Synthesis of indolo[3,2-b]carbazole-based random copolymers for polymer solar cell applications

•We report two indolocarbazole-based copolymers for photovoltaic applications.•Two copolymers exhibited excellent thermal stability.•Energy levels of copolymers can be modulated by varying the monomers ratios.•Increasing of planar monomer content leads to a relatively smooth morphology.•The optimal device performance reached a power conversion efficiency of 1.63%.

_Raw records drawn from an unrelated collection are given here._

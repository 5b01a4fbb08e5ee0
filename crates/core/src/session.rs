//! Authenticated session persisted through the token store

use crate::error::CoreResult;
use crate::storage::{Persistence, TokenStore};
use chrono::{DateTime, Duration, Utc};
use serde::de::DeserializeOwned;
use serde::{Deserialize, Serialize};

pub const ACCESS_TOKEN_KEY: &str = "token";
pub const REFRESH_TOKEN_KEY: &str = "refreshToken";
pub const TOKEN_EXPIRES_KEY: &str = "tokenExpires";
pub const CURRENT_USER_KEY: &str = "user-storage";
pub const SIDEBAR_COLLAPSED_KEY: &str = "sidebarCollapsed";
pub const DARK_MODE_KEY: &str = "darkMode";

/// Lifetime of the access-token cookie unless configured otherwise
pub const DEFAULT_ACCESS_TOKEN_MAX_AGE_SECS: i64 = 3600;

/// Login path used for redirects unless configured otherwise
pub const DEFAULT_LOGIN_PATH: &str = "/login";

#[derive(Debug, Clone, PartialEq, Eq, Serialize, Deserialize)]
pub struct Session {
    pub access_token: String,
    pub refresh_token: Option<String>,
    pub expiry: Option<DateTime<Utc>>,
}

/// Session view over a [`TokenStore`].
///
/// The access token always lives in a cookie. The refresh token goes to a
/// cookie when the user asked to be remembered and to local storage
/// otherwise; reads look in both.
#[derive(Debug, Clone)]
pub struct SessionStore {
    tokens: TokenStore,
    access_max_age: Duration,
}

impl SessionStore {
    pub fn new(tokens: TokenStore) -> Self {
        Self {
            tokens,
            access_max_age: Duration::seconds(DEFAULT_ACCESS_TOKEN_MAX_AGE_SECS),
        }
    }

    #[must_use]
    pub fn with_access_max_age(mut self, max_age: Duration) -> Self {
        self.access_max_age = max_age;
        self
    }

    pub const fn tokens(&self) -> &TokenStore {
        &self.tokens
    }

    pub fn store_login(&self, session: &Session, remember_me: bool) -> CoreResult<()> {
        self.update_access_token(&session.access_token, session.expiry)?;

        if let Some(refresh) = &session.refresh_token {
            let (target, stale) = if remember_me {
                (Persistence::Cookie, Persistence::Local)
            } else {
                (Persistence::Local, Persistence::Cookie)
            };
            self.tokens.save(REFRESH_TOKEN_KEY, refresh, target)?;
            self.tokens.remove(REFRESH_TOKEN_KEY, stale)?;
        }

        info!(remember_me, "Session stored");
        Ok(())
    }

    pub fn update_access_token(&self, token: &str, expiry: Option<DateTime<Utc>>) -> CoreResult<()> {
        let max_age = Some(self.access_max_age);
        self.tokens
            .save_with_max_age(ACCESS_TOKEN_KEY, token, Persistence::Cookie, max_age)?;
        match expiry {
            Some(expiry) => self.tokens.save_with_max_age(
                TOKEN_EXPIRES_KEY,
                &expiry,
                Persistence::Cookie,
                max_age,
            ),
            None => self.tokens.remove(TOKEN_EXPIRES_KEY, Persistence::Cookie),
        }
    }

    pub fn access_token(&self) -> Option<String> {
        self.tokens.get(ACCESS_TOKEN_KEY, Persistence::Cookie)
    }

    pub fn refresh_token(&self) -> Option<String> {
        self.tokens
            .get(REFRESH_TOKEN_KEY, Persistence::Cookie)
            .or_else(|| self.tokens.get(REFRESH_TOKEN_KEY, Persistence::Local))
    }

    pub fn expiry(&self) -> Option<DateTime<Utc>> {
        self.tokens.get(TOKEN_EXPIRES_KEY, Persistence::Cookie)
    }

    pub fn session(&self) -> Option<Session> {
        Some(Session {
            access_token: self.access_token()?,
            refresh_token: self.refresh_token(),
            expiry: self.expiry(),
        })
    }

    pub fn is_authenticated(&self) -> bool {
        self.access_token().is_some()
    }

    /// Remove every session key from both media, including the cached user
    pub fn clear(&self) -> CoreResult<()> {
        for key in [ACCESS_TOKEN_KEY, TOKEN_EXPIRES_KEY, REFRESH_TOKEN_KEY] {
            self.tokens.remove(key, Persistence::Cookie)?;
            self.tokens.remove(key, Persistence::Local)?;
        }
        self.tokens.remove(CURRENT_USER_KEY, Persistence::Local)?;
        info!("Session cleared");
        Ok(())
    }

    /// Cache the profile of the signed-in user
    pub fn cache_user<T: Serialize>(&self, user: &T) -> CoreResult<()> {
        self.tokens.save(CURRENT_USER_KEY, user, Persistence::Local)
    }

    pub fn cached_user<T: DeserializeOwned>(&self) -> Option<T> {
        self.tokens.get(CURRENT_USER_KEY, Persistence::Local)
    }

    pub fn preferences(&self) -> UiPreferences {
        UiPreferences {
            sidebar_collapsed: self
                .tokens
                .get(SIDEBAR_COLLAPSED_KEY, Persistence::Local)
                .unwrap_or_default(),
            dark_mode: self
                .tokens
                .get(DARK_MODE_KEY, Persistence::Local)
                .unwrap_or_default(),
        }
    }

    pub fn save_preferences(&self, prefs: UiPreferences) -> CoreResult<()> {
        self.tokens
            .save(SIDEBAR_COLLAPSED_KEY, &prefs.sidebar_collapsed, Persistence::Local)?;
        self.tokens
            .save(DARK_MODE_KEY, &prefs.dark_mode, Persistence::Local)
    }
}

#[derive(Debug, Clone, Copy, Default, PartialEq, Eq, Serialize, Deserialize)]
#[serde(rename_all = "camelCase")]
pub struct UiPreferences {
    pub sidebar_collapsed: bool,
    pub dark_mode: bool,
}

/// Outcome of the navigation guard
#[derive(Debug, Clone, Copy, PartialEq, Eq)]
pub enum RouteDecision {
    Proceed,
    RedirectToLogin,
    RedirectHome,
}

/// Anonymous users are sent to the login page; signed-in users never see it.
pub fn guard_route(path: &str, authenticated: bool, login_path: &str) -> RouteDecision {
    let on_login = path == login_path;
    match (authenticated, on_login) {
        (false, false) => RouteDecision::RedirectToLogin,
        (true, true) => RouteDecision::RedirectHome,
        _ => RouteDecision::Proceed,
    }
}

In addition to preparing two indolocarbazole-based random copolymers (named as r-PICTBT1 and r-PICTBT2), this work investigated their feasibility for bulk heterojunction polymer solar cells (PSCs). These copolymers consisted of commercially available 3,9-dibromo-5,11-dioctyl-5,11-dihydroindole[3,2-b]carbazole, 2,5-bis(trimethylstannyl) thiophene and dibromobenzo[c][1,2,5]thiadiazole by varying the feed in ratios via Stille cross-coupling reactions. The photophysical and electrochemical properties of the resulting copolymers could be fine-modulated easily by adjusting the feed ratios of monomers. Both copolymers in the thin film state exhibited two obvious peaks and a vibronic shoulder in the absorption spectra. Electrochemical experiments indicated that the highest occupied molecular orbital energy levels were − 4.95, − 5.00 eV; meanwhile, the lowest unoccupied molecular orbital energy levels were − 3.38, − 3.54 eV for r-PICTBT1 and r-PICTBT2, respectively. Bulk heterojunction PSCs composed of an electron-donor copolymer blended with an electron acceptor [6] and [6]-phenyl-C61-butyric acid methyl ester (PC61BM) or [6] and [6]-phenyl-C71-butyric acid methyl ester (PC71BM) at a weight ratio of 1:1 or 1:3 were investigated. Moreover, the r-PICTBT2/PC71BM-based (w/w = 1:1) PSC performed the best with an open-circuit voltage of 0.54 V, short-circuit current of 6.83 mA/cm2, fill factor of 0.44, and power conversion efficiency of 1.63%.